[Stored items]
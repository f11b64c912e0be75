use serde::Serialize;
use std::path::PathBuf;

pub const PLACEHOLDER_URL: &str = "https://";

#[derive(Debug, Clone, PartialEq)]
pub struct LinkOverlay {
    pub url: String,
    pub x: f64,
    pub y: f64,
    pub w: f64,
    pub h: f64,
    pub icon_path: Option<PathBuf>,
}

#[derive(Debug, Clone, Copy, PartialEq, Serialize)]
pub struct GeometryRect {
    pub left: f64,
    pub top: f64,
    pub right: f64,
    pub bottom: f64,
}

impl GeometryRect {
    pub fn width(&self) -> f64 {
        self.right - self.left
    }

    pub fn height(&self) -> f64 {
        self.bottom - self.top
    }
}

impl LinkOverlay {
    pub fn new(url: impl Into<String>, x: f64, y: f64, w: f64, h: f64) -> Self {
        Self {
            url: url.into(),
            x,
            y,
            w,
            h,
            icon_path: None,
        }
    }

    pub fn with_icon(mut self, path: impl Into<PathBuf>) -> Self {
        self.icon_path = Some(path.into());
        self
    }

    pub fn is_placeholder(&self) -> bool {
        is_placeholder_url(&self.url)
    }
}

pub fn is_placeholder_url(url: &str) -> bool {
    let trimmed = url.trim();
    trimmed.is_empty() || trimmed == PLACEHOLDER_URL
}

pub fn compute_rect(overlay: &LinkOverlay, media_width: u32, media_height: u32) -> GeometryRect {
    let width = f64::from(media_width);
    let height = f64::from(media_height);
    let px_w = overlay.w * width;
    let px_h = overlay.h * height;
    let left = overlay.x * width - px_w / 2.0;
    let top = overlay.y * height - px_h / 2.0;
    GeometryRect {
        left,
        top,
        right: left + px_w,
        bottom: top + px_h,
    }
}

pub fn icon_target_size(overlay: &LinkOverlay, base_w: u32, base_h: u32) -> (u32, u32) {
    (
        scaled_extent(overlay.w, base_w),
        scaled_extent(overlay.h, base_h),
    )
}

fn scaled_extent(fraction: f64, span: u32) -> u32 {
    let px = (fraction * f64::from(span)).trunc();
    if px.is_finite() && px >= 1.0 {
        px.min(f64::from(u32::MAX)) as u32
    } else {
        1
    }
}

/// May be negative or past the canvas edge; blitting clips.
pub fn paste_origin(
    overlay: &LinkOverlay,
    target: (u32, u32),
    base_w: u32,
    base_h: u32,
) -> (i64, i64) {
    let cx = overlay.x * f64::from(base_w);
    let cy = overlay.y * f64::from(base_h);
    let px = (cx - f64::from(target.0) / 2.0).trunc() as i64;
    let py = (cy - f64::from(target.1) / 2.0).trunc() as i64;
    (px, py)
}
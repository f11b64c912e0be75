use crate::compositor::{compose_image_file, needs_composite, CompositeReport};
use crate::geometry::LinkOverlay;
use crate::media::MediaKind;
use crate::output::{run_id, scratch_path, PreparedMedia};
use crate::spec::ResolvedLink;
use crate::video::{prepare_icons, FfmpegTools, ScratchDir};
use anyhow::{bail, Context, Result};
use image::DynamicImage;
use std::path::{Path, PathBuf};

#[derive(Debug, Clone)]
pub struct PrepareOptions {
    pub out_dir: PathBuf,
    pub tools: FfmpegTools,
}

pub fn prepare_story_media(
    input: &Path,
    links: &[ResolvedLink],
    opts: &PrepareOptions,
) -> Result<(PreparedMedia, CompositeReport)> {
    if !input.exists() {
        bail!("input not found: {}", input.display());
    }
    let kind = MediaKind::from_path(input)?;
    let overlays: Vec<&LinkOverlay> = links.iter().map(|l| &l.overlay).collect();
    if !needs_composite(overlays.iter().copied()) {
        log::debug!("no icons to composite, using {}", input.display());
        return Ok((PreparedMedia::original(input, kind), CompositeReport::default()));
    }

    match kind {
        MediaKind::Image(_) => {
            let dest = scratch_path(&opts.out_dir, "composite", kind.output_suffix())?;
            let media = PreparedMedia::temporary(dest.clone(), kind);
            let report = compose_image_file(input, kind, overlays, &dest)
                .with_context(|| format!("failed to composite {}", input.display()))?;
            Ok((media, report))
        }
        MediaKind::Video => {
            let (frame_w, frame_h) = opts.tools.video_dimensions(input)?;
            let scratch = ScratchDir::create(opts.out_dir.join(format!("icons-{}", run_id())))?;
            let (placed, report) = prepare_icons(overlays, frame_w, frame_h, scratch.path())?;
            if placed.is_empty() {
                return Ok((PreparedMedia::original(input, kind), report));
            }
            let dest = scratch_path(&opts.out_dir, "composite", kind.output_suffix())?;
            let media = PreparedMedia::temporary(dest.clone(), kind);
            opts.tools
                .overlay_icons(input, &placed, &dest)
                .with_context(|| format!("failed to composite {}", input.display()))?;
            Ok((media, report))
        }
    }
}

pub fn media_dimensions(input: &Path, kind: MediaKind, tools: &FfmpegTools) -> Result<(u32, u32)> {
    match kind {
        MediaKind::Image(_) => image::image_dimensions(input)
            .with_context(|| format!("failed to read image header: {}", input.display())),
        MediaKind::Video => Ok(tools.video_dimensions(input)?),
    }
}

pub fn load_preview_frame(input: &Path, kind: MediaKind, opts: &PrepareOptions) -> Result<DynamicImage> {
    match kind {
        MediaKind::Image(_) => image::open(input)
            .with_context(|| format!("failed to open input image: {}", input.display())),
        MediaKind::Video => {
            let scratch = ScratchDir::create(opts.out_dir.join(format!("frame-{}", run_id())))?;
            let frame_path = scratch.path().join("frame.png");
            opts.tools.extract_first_frame(input, &frame_path)?;
            image::open(&frame_path)
                .with_context(|| format!("failed to read extracted frame: {}", frame_path.display()))
        }
    }
}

* WORK TO COMPLETE: From the records, determine the number of lines holding the word "String", and state that number only.

* PROBLEM SOLUTION: 2